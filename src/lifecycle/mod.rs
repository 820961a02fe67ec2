//! Lifecycle management subsystem.
//!
//! # Data Flow
//! ```text
//! Shutdown (shutdown.rs):
//!     Signal received → stop admin server → stop event logger → exit
//!
//! Signals (signals.rs):
//!     SIGTERM/SIGINT → trigger graceful shutdown
//! ```

pub mod shutdown;
pub mod signals;

pub use shutdown::Shutdown;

***

## Activity
Word for word, set down every line of the material above.

## Solution to this problem
filename src/lifecycle/mod.rs
repository 820961a02fe67ec2
//! Lifecycle management subsystem.
//!
//! # Data Flow
//! ```text
//! Shutdown (shutdown.rs):
//!     Signal received → stop admin server → stop event logger → exit
//!
//! Signals (signals.rs):
//!     SIGTERM/SIGINT → trigger graceful shutdown
//! ```

pub mod shutdown;
pub mod signals;

pub use shutdown::Shutdown;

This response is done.